• PROBLEM:
A single figure is required: the number of lines below in which the word "managed" occurs.

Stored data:

== Segment start ==

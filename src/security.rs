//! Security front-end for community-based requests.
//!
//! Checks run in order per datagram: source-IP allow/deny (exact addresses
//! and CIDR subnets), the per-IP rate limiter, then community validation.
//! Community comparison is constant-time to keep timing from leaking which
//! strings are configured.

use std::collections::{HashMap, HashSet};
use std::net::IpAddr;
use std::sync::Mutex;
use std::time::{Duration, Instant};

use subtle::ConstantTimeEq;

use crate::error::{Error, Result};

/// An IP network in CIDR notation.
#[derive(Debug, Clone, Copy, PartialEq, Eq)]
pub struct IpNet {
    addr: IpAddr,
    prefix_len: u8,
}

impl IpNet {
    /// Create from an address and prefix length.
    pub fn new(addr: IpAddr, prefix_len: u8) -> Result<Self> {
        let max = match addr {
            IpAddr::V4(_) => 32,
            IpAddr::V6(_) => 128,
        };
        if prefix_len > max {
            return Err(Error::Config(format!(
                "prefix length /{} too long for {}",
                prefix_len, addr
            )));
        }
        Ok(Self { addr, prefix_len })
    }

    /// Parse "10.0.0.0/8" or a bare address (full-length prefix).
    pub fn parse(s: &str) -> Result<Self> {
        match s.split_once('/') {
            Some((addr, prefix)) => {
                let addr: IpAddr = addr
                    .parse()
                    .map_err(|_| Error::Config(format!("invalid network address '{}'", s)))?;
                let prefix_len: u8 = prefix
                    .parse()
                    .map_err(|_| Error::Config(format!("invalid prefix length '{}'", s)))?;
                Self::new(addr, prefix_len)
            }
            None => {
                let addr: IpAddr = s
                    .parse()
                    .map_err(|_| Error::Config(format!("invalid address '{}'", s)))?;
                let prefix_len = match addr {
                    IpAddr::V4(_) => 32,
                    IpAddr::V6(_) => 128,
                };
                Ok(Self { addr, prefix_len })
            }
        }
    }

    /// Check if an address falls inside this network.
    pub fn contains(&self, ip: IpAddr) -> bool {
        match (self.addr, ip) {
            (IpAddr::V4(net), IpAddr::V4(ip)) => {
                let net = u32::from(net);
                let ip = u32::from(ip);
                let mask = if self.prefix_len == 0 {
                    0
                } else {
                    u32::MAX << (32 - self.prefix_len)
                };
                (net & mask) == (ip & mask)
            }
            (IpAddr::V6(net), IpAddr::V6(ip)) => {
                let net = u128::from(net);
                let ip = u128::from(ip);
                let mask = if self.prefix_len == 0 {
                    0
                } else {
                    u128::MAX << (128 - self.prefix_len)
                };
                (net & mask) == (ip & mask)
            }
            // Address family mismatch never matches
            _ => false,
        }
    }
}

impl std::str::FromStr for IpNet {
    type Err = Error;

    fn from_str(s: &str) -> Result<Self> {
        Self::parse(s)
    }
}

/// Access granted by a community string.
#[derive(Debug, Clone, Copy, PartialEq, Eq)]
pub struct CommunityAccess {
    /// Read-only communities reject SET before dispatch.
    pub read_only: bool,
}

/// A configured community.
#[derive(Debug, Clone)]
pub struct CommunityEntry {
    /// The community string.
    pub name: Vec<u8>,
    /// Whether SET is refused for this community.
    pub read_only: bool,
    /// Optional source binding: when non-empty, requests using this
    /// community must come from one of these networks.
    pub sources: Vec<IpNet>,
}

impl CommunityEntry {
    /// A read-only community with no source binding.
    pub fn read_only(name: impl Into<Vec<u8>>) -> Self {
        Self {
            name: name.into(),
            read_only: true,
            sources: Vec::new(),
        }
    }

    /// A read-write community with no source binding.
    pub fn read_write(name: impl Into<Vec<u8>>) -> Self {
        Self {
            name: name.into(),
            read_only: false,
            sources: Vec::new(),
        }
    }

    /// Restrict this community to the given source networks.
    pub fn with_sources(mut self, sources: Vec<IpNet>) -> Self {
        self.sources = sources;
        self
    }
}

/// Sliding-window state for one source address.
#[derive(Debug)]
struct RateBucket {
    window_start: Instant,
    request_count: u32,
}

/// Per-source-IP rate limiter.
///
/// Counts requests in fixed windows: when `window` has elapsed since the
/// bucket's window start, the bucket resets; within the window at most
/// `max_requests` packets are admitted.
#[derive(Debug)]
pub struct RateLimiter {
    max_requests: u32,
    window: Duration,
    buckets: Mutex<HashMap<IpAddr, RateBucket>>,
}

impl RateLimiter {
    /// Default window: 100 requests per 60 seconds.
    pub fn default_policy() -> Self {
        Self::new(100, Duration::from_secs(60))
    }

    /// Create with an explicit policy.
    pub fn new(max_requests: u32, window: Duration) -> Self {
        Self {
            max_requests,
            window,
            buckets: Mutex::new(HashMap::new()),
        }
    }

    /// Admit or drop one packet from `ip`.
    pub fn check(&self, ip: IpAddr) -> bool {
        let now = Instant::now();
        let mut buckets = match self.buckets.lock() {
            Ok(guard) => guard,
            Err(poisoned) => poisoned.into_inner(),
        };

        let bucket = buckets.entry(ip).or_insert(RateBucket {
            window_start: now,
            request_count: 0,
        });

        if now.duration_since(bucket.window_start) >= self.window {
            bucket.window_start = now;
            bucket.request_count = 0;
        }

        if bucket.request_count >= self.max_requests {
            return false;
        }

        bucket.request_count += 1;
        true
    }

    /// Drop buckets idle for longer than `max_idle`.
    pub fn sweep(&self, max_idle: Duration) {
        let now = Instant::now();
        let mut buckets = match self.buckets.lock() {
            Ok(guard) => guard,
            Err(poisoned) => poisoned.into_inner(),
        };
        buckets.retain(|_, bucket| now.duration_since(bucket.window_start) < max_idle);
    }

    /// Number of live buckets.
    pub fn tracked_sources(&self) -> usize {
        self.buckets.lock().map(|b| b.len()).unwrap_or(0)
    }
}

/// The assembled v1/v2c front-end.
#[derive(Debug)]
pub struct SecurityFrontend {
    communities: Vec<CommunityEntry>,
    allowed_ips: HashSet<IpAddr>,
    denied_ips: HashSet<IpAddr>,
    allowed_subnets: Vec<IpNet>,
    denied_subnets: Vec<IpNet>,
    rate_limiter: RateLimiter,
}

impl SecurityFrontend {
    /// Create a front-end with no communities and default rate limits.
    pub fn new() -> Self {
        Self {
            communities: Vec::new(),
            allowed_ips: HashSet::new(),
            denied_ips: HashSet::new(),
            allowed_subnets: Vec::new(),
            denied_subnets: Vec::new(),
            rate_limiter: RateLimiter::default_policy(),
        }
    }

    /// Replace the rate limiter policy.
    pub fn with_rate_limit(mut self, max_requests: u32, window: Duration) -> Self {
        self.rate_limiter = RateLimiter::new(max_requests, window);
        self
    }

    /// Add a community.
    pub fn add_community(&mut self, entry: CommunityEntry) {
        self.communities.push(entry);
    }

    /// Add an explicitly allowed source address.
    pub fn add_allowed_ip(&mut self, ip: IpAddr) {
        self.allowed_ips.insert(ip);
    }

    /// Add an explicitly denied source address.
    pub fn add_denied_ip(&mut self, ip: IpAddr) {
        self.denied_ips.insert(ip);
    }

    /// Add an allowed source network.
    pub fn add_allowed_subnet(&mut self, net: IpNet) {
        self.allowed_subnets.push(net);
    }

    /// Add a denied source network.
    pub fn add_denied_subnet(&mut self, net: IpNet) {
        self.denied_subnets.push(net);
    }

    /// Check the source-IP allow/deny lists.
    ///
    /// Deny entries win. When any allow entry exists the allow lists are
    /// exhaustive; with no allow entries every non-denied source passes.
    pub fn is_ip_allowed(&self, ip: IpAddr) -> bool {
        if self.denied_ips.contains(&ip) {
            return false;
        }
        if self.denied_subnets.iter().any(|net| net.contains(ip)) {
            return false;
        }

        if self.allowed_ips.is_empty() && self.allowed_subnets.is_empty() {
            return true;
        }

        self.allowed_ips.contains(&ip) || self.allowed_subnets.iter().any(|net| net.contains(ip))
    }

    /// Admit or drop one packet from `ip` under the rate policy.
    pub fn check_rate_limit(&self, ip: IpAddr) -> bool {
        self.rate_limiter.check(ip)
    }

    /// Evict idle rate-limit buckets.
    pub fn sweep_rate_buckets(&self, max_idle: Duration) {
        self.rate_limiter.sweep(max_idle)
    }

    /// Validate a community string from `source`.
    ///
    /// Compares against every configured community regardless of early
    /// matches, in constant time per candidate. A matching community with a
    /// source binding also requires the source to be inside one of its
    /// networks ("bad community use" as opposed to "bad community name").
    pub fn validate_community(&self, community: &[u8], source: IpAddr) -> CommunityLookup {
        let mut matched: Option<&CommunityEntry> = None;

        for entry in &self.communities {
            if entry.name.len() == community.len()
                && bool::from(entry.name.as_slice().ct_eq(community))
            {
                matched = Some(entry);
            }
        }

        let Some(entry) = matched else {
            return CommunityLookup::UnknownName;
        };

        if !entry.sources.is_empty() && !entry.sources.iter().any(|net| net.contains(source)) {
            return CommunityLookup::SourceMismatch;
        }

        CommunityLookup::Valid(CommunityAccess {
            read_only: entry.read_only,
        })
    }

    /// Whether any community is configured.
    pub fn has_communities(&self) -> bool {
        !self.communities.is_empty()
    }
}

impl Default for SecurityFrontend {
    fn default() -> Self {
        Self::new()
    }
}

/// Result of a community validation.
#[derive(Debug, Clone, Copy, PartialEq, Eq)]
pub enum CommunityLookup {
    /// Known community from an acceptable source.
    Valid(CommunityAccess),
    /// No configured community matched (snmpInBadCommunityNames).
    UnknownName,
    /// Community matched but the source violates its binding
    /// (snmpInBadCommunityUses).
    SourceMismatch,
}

== Segment end ==
== Segment start ==

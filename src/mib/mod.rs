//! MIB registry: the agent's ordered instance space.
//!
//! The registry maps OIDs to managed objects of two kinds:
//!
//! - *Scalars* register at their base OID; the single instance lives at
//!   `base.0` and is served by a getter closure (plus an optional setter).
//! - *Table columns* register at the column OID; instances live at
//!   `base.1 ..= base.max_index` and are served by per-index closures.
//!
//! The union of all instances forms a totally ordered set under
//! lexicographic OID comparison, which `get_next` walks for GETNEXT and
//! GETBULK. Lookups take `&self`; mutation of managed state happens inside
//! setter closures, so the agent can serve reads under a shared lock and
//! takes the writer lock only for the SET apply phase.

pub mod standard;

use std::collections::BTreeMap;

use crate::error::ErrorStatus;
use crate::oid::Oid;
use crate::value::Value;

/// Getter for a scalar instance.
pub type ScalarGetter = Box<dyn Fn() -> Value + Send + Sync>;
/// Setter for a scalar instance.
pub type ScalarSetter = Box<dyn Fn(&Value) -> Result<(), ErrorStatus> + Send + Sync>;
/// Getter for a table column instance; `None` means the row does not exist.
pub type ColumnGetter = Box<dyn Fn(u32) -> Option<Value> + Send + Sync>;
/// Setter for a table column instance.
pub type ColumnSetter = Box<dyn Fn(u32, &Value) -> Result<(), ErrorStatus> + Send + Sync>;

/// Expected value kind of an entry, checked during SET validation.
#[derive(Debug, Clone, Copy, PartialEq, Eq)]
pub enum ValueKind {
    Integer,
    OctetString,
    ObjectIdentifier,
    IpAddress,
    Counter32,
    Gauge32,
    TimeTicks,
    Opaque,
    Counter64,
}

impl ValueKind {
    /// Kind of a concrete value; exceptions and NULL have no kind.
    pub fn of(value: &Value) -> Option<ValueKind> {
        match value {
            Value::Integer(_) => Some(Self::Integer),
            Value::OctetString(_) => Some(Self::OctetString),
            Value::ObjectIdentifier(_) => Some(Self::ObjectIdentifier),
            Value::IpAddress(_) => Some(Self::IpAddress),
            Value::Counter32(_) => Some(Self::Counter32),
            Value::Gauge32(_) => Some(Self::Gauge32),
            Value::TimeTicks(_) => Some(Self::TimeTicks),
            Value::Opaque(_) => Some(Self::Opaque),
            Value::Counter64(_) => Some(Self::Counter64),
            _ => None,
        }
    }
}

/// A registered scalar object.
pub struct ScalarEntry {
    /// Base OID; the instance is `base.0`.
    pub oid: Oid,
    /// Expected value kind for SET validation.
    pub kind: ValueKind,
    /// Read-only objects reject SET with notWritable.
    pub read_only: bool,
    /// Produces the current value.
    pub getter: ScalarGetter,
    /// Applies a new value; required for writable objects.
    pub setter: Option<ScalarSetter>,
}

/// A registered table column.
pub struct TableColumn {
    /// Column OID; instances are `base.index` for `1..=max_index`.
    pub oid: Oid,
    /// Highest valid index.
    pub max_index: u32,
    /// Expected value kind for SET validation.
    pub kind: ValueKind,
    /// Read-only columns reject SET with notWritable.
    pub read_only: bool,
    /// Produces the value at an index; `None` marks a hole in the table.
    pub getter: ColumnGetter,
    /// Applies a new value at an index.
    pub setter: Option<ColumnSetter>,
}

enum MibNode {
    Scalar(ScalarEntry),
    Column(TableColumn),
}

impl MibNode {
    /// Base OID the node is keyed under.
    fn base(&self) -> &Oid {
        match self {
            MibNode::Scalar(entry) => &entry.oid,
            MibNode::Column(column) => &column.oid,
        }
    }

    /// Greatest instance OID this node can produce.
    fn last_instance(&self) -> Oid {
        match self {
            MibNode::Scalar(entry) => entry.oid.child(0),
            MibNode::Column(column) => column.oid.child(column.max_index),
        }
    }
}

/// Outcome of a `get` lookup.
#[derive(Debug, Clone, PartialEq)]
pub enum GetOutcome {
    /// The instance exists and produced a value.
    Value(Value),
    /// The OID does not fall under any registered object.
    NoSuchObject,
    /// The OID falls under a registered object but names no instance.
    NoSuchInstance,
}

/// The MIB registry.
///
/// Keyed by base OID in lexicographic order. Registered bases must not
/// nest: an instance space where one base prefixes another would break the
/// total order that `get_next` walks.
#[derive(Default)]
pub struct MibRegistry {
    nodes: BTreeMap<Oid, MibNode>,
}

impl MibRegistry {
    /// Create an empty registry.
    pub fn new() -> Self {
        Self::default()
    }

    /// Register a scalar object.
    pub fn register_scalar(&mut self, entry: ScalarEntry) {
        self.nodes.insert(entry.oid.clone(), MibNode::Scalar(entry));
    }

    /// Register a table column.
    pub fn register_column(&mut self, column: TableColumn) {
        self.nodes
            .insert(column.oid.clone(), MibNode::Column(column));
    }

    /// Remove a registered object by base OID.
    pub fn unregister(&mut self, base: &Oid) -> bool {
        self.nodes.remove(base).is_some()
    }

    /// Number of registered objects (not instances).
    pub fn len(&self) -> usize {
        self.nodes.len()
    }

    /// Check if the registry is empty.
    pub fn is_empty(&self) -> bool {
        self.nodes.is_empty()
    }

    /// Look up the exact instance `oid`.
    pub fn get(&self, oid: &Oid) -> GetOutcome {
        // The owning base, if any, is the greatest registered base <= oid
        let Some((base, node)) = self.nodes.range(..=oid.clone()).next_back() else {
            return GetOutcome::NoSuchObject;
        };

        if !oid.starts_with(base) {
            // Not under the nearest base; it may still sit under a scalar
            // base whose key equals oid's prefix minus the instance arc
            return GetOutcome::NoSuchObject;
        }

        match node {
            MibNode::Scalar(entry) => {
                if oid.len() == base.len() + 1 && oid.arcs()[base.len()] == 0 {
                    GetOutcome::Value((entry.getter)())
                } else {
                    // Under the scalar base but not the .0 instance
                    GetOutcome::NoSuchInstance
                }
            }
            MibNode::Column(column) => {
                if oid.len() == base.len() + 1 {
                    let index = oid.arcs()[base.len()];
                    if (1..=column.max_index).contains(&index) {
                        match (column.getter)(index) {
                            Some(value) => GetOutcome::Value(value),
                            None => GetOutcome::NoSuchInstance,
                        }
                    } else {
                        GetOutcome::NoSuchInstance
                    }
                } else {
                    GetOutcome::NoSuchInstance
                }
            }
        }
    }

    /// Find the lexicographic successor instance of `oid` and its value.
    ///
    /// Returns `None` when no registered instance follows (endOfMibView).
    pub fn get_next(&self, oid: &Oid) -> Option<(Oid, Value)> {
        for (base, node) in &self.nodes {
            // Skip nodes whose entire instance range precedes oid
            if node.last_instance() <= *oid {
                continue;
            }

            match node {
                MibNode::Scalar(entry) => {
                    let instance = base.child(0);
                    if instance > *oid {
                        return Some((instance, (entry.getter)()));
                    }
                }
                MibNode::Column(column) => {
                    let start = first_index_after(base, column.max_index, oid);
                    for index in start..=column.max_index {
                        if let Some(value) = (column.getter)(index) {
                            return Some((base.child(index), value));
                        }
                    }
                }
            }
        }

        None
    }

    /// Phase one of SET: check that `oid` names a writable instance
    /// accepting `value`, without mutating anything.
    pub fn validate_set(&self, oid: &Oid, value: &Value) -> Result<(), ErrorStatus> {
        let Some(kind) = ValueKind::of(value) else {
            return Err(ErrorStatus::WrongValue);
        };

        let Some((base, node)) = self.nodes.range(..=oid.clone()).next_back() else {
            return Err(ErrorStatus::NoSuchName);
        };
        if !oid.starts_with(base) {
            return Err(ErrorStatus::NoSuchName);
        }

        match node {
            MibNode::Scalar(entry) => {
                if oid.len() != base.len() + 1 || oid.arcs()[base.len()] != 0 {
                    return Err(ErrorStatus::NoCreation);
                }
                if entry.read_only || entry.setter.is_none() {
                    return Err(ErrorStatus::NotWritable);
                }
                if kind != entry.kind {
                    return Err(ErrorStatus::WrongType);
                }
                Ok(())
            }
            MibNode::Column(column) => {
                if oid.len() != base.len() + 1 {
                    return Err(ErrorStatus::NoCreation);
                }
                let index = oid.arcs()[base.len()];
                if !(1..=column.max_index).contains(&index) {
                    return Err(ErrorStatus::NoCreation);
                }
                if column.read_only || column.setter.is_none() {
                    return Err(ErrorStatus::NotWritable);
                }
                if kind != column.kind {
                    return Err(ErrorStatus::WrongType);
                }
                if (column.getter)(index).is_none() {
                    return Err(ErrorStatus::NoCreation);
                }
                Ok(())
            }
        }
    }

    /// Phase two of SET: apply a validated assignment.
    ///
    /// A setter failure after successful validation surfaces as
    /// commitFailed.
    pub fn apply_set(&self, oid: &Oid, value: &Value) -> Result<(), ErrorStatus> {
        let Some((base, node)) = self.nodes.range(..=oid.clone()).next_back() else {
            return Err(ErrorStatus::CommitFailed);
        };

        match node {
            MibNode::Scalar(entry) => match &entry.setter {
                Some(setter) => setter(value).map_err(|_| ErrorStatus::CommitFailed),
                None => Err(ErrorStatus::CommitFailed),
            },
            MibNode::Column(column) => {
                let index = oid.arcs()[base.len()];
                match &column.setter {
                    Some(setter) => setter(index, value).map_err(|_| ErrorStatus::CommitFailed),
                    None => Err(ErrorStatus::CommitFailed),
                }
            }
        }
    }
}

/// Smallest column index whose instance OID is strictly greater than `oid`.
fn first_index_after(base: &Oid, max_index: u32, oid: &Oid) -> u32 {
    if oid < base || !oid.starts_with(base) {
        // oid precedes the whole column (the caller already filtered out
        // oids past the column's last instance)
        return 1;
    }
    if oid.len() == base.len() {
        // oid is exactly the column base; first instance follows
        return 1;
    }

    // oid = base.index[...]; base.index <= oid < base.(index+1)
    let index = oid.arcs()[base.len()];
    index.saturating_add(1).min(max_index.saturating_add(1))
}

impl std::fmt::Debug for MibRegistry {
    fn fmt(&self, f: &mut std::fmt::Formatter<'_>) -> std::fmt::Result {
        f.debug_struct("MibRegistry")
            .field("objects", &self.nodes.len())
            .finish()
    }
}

== Segment end ==

• WRITTEN REPLY:
2